Hi there, friends. I had plans for a helpful post today, one about how it seems nearly impossible that our people need to eat three times a day and how insane that is. But then life happened.
Specifically, my Dad was driving along on his motorcycle and a deer ran out from a field and hit him. In broad daylight. Apparently the deer didn’t get the memo that deer have the twilight hours and we get the daytime? Come on deer. That’s just not cool.
Thankfully, Dad is going to be just fine. The deer… well let’s just say it’s in deer heaven. We don’t even know if it was a doe or a buck (and I totally asked my mom if it was a boe or a duck… it’s been a wild few days). Dad doesn’t remember and we haven’t asked the friend who was riding with him.
So, as you can imagine, we’ve been spending some time at the hospital over the past few days. Honestly, it’s been pretty awesome, all things considered. I know, I know, hospitals are big scary places with lions and tigers and bears. But you know, those lions and tigers and bears are there to help you, to heal you. After all, hospitals are the places miracles happen.

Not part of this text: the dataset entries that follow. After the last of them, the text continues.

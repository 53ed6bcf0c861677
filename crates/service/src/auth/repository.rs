use async_trait::async_trait;

use super::domain::AdminAccount;
use super::errors::AuthError;

/// Repository abstraction for admin-account persistence.
#[async_trait]
pub trait AdminRepository: Send + Sync {
    async fn find_by_username(&self, username: &str) -> Result<Option<AdminAccount>, AuthError>;
    async fn create(&self, username: &str, password_hash: &str) -> Result<AdminAccount, AuthError>;
    async fn update_password(&self, id: i32, password_hash: &str) -> Result<(), AuthError>;
}

/// Simple in-memory mock repository for tests and doc examples
pub mod mock {
    use super::*;
    use std::collections::HashMap;
    use std::sync::Mutex;

    #[derive(Default)]
    pub struct MockAdminRepository {
        accounts: Mutex<HashMap<String, AdminAccount>>,
    }

    #[async_trait]
    impl AdminRepository for MockAdminRepository {
        async fn find_by_username(&self, username: &str) -> Result<Option<AdminAccount>, AuthError> {
            let accounts = self.accounts.lock().unwrap();
            Ok(accounts.get(username).cloned())
        }

        async fn create(&self, username: &str, password_hash: &str) -> Result<AdminAccount, AuthError> {
            let mut accounts = self.accounts.lock().unwrap();
            let account = AdminAccount {
                id: accounts.len() as i32 + 1,
                username: username.to_string(),
                password_hash: password_hash.to_string(),
            };
            accounts.insert(username.to_string(), account.clone());
            Ok(account)
        }

        async fn update_password(&self, id: i32, password_hash: &str) -> Result<(), AuthError> {
            let mut accounts = self.accounts.lock().unwrap();
            for account in accounts.values_mut() {
                if account.id == id {
                    account.password_hash = password_hash.to_string();
                    return Ok(());
                }
            }
            Err(AuthError::NotFound)
        }
    }
}
use axum::{extract::{Multipart, State}, http::StatusCode, Json};
use serde_json::{Map, Value};

use crate::errors::{ApiError, ErrorStyle};
use crate::routes::collect_upload;
use crate::state::ServerState;

/// `GET /api/site-assets`: map of asset type to its current image.
pub async fn list(State(state): State<ServerState>) -> Result<Json<Value>, ApiError> {
    let rows = state
        .assets
        .list_site_assets()
        .await
        .map_err(|e| ApiError::from_service(ErrorStyle::Plain, e))?;
    let mut assets = Map::new();
    for row in rows {
        assets.insert(
            row.asset_type,
            serde_json::json!({ "url": row.image_url, "alt_text": row.alt_text }),
        );
    }
    Ok(Json(Value::Object(assets)))
}

/// `POST /api/site-assets`: upsert keyed by `asset_type` (logo slot).
pub async fn upsert(
    State(state): State<ServerState>,
    multipart: Multipart,
) -> Result<Json<Value>, ApiError> {
    let (file, fields) = collect_upload(multipart).await?;
    let Some(file) = file else {
        return Err(ApiError::asset(StatusCode::BAD_REQUEST, "No image"));
    };
    let Some(asset_type) = fields.get("asset_type").filter(|v| !v.trim().is_empty()) else {
        return Err(ApiError::asset(StatusCode::BAD_REQUEST, "Asset type required"));
    };
    let alt_text = fields.get("alt_text").map(String::as_str).unwrap_or("");
    let row = state
        .assets
        .upsert_site_asset(asset_type, alt_text, file)
        .await
        .map_err(|e| ApiError::from_service(ErrorStyle::Asset, e))?;
    Ok(Json(serde_json::json!({ "ok": true, "url": row.image_url, "public_id": row.public_id })))
}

We’ve had some fiercely protective nurses who are gonna page all the doctors so we can know all the things. These mama bears have taken us in as their cubs and we have been grateful. What a gift it is to smile and be sweet and firm. What a gift it is to have strong, smart and extremely talented doctors show up quickly with information and sit at your bedside to talk you through what is going on because of those mama bears. No roaring necessary, just confidence and patience. What gifts they are.
And those doctors, they are everywhere. They are the lions of the hospital, the kings (and queens) of the jungle as it were. Those lions have gone to school for decades to learn how to care for us. They have completed medical school, residencies, fellowships, internships and continue to study and practice to improve their knowledge and skills. They have dedicated their lives to the service of others. They not only fix broken bodies and watch organs heal, they also comfort grumpy patients and tired and scared family members. What gifts they are.
That leaves the residents, trainees, medical students and fellows as the tigers. They are the ones prowling the hospital at all hours, learning all they can, caring for their first patients, caring for each other. They are the ones watching the lions, watching the bears, watching the patients. Then showing each other what they’ve learned, encouraging each other, applying their new skills. What gifts they are.
Alongside these lions, tigers and bears are hundreds of professionals all working together to heal our loved ones, deliver our babies and keep us all safe. The child life specialists, patient navigators, patient advocates, social workers and therapists (physical, occupational and mental health professionals) all work to heal and help us. What gifts they are.
I love hospitals. What gifts they are.
What about you? Are hospitals happy places for you?